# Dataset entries
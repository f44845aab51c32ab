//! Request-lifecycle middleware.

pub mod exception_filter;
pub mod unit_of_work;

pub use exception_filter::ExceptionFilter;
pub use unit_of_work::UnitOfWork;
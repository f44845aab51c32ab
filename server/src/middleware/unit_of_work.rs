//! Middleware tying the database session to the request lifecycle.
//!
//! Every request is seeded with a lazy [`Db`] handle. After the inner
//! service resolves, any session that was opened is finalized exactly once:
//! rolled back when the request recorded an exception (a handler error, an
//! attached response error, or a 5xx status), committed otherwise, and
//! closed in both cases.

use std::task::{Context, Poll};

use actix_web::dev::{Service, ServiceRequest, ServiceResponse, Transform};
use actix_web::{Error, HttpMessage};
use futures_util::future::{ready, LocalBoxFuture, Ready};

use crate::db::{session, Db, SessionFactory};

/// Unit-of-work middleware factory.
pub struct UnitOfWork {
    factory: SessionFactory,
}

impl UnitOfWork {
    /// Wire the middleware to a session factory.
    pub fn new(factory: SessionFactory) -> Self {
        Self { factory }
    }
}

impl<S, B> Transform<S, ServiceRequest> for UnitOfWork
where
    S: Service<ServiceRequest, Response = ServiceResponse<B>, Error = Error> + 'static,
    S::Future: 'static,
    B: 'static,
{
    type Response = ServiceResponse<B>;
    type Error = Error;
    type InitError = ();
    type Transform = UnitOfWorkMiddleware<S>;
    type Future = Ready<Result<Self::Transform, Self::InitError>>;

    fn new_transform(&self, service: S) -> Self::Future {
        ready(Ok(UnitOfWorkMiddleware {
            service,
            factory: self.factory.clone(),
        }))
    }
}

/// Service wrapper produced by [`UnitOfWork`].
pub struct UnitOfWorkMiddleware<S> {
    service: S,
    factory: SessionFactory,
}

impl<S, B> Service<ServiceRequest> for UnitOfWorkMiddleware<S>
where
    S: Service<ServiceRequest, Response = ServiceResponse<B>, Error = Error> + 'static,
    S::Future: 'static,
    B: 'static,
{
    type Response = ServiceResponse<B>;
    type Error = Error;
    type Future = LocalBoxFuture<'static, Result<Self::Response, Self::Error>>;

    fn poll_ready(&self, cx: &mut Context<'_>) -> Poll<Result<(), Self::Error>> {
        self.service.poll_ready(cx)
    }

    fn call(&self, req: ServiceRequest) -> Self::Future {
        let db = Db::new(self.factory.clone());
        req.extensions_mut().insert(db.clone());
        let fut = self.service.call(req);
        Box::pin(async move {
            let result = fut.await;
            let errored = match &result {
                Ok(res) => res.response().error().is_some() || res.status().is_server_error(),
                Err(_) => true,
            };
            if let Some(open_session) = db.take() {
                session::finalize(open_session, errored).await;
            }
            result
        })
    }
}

# Assignment
Your answer must be the lines above, unchanged, from the first one through the line that holds "After the inner", inclusive, and no others.

# Reply
repository f44845aab51c32ab
//! Request-lifecycle middleware.

pub mod exception_filter;
pub mod unit_of_work;

pub use exception_filter::ExceptionFilter;
pub use unit_of_work::UnitOfWork;
repository f44845aab51c32ab
filename server/src/middleware/unit_of_work.rs
//! Middleware tying the database session to the request lifecycle.
//!
//! Every request is seeded with a lazy [`Db`] handle. After the inner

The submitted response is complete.